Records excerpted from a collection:
○ ○ ○
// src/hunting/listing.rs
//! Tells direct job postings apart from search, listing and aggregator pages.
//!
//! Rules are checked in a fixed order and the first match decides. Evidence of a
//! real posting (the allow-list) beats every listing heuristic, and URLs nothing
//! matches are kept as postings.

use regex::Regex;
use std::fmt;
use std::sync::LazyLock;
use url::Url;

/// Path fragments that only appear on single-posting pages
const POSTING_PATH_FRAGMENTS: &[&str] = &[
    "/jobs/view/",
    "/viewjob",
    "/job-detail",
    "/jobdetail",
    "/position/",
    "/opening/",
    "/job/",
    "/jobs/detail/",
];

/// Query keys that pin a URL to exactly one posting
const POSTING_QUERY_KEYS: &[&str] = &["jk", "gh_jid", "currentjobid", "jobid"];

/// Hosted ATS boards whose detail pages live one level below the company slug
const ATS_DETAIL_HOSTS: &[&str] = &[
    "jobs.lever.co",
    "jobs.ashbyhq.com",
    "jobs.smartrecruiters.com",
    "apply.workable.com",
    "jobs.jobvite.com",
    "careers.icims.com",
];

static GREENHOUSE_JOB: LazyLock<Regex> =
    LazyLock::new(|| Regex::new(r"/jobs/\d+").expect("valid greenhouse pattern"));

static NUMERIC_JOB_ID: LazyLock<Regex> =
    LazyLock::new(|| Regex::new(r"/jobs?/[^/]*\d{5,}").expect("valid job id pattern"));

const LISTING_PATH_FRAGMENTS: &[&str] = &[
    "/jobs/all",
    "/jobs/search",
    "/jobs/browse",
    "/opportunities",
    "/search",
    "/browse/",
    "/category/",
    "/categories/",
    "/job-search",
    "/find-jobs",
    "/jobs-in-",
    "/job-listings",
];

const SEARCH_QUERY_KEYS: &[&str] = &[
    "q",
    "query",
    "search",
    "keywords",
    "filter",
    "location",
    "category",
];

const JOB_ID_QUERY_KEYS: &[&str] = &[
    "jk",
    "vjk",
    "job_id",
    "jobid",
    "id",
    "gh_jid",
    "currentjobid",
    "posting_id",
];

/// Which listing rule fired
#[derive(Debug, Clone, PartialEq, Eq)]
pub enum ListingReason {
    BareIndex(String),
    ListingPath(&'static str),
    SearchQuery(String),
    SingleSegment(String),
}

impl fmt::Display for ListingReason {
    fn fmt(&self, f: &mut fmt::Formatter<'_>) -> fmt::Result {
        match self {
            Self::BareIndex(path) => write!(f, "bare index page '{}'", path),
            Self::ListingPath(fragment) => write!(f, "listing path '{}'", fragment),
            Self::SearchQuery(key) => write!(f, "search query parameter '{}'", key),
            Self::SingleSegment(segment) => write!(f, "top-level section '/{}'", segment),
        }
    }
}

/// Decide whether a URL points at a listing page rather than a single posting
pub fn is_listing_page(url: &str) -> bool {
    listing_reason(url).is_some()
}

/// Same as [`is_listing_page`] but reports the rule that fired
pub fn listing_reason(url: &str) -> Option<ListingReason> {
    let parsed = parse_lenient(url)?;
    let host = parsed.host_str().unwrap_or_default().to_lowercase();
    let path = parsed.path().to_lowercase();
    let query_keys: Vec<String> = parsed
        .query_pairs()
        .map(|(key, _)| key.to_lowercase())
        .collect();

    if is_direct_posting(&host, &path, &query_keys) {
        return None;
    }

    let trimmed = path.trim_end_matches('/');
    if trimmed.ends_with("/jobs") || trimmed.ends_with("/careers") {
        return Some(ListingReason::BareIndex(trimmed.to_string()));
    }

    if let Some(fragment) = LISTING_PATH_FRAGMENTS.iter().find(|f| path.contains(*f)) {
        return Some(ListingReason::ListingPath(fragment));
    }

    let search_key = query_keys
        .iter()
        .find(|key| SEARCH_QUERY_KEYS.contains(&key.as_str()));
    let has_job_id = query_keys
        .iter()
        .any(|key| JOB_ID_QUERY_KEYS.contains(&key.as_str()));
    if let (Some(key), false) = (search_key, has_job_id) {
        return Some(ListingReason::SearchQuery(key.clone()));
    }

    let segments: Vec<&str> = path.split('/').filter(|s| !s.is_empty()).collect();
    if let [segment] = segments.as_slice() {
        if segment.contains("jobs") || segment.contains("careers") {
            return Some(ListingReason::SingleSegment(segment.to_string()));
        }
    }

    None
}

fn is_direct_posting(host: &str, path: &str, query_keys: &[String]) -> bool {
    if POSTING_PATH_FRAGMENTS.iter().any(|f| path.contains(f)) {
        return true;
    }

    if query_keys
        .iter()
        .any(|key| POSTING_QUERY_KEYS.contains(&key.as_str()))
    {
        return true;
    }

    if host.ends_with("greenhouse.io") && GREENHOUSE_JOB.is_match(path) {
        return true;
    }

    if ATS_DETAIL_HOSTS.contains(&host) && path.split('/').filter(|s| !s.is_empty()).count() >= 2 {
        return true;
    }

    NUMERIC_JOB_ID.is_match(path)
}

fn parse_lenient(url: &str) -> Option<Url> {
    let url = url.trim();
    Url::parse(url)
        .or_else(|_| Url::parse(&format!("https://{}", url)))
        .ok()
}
○ ○ ○
■ **BRIEF**
In the entries above, find the line with "static GREENHOUSE_JOB: LazyLock<Regex>" and the line with "pub enum ListingReason", then restate word for word both of them and every line between, with nothing more.

■ **EXERCISE RESPONSE**
static GREENHOUSE_JOB: LazyLock<Regex> =
    LazyLock::new(|| Regex::new(r"/jobs/\d+").expect("valid greenhouse pattern"));

static NUMERIC_JOB_ID: LazyLock<Regex> =
    LazyLock::new(|| Regex::new(r"/jobs?/[^/]*\d{5,}").expect("valid job id pattern"));

const LISTING_PATH_FRAGMENTS: &[&str] = &[
    "/jobs/all",
    "/jobs/search",
    "/jobs/browse",
    "/opportunities",
    "/search",
    "/browse/",
    "/category/",
    "/categories/",
    "/job-search",
    "/find-jobs",
    "/jobs-in-",
    "/job-listings",
];

const SEARCH_QUERY_KEYS: &[&str] = &[
    "q",
    "query",
    "search",
    "keywords",
    "filter",
    "location",
    "category",
];

const JOB_ID_QUERY_KEYS: &[&str] = &[
    "jk",
    "vjk",
    "job_id",
    "jobid",
    "id",
    "gh_jid",
    "currentjobid",
    "posting_id",
];

/// Which listing rule fired
#[derive(Debug, Clone, PartialEq, Eq)]
pub enum ListingReason {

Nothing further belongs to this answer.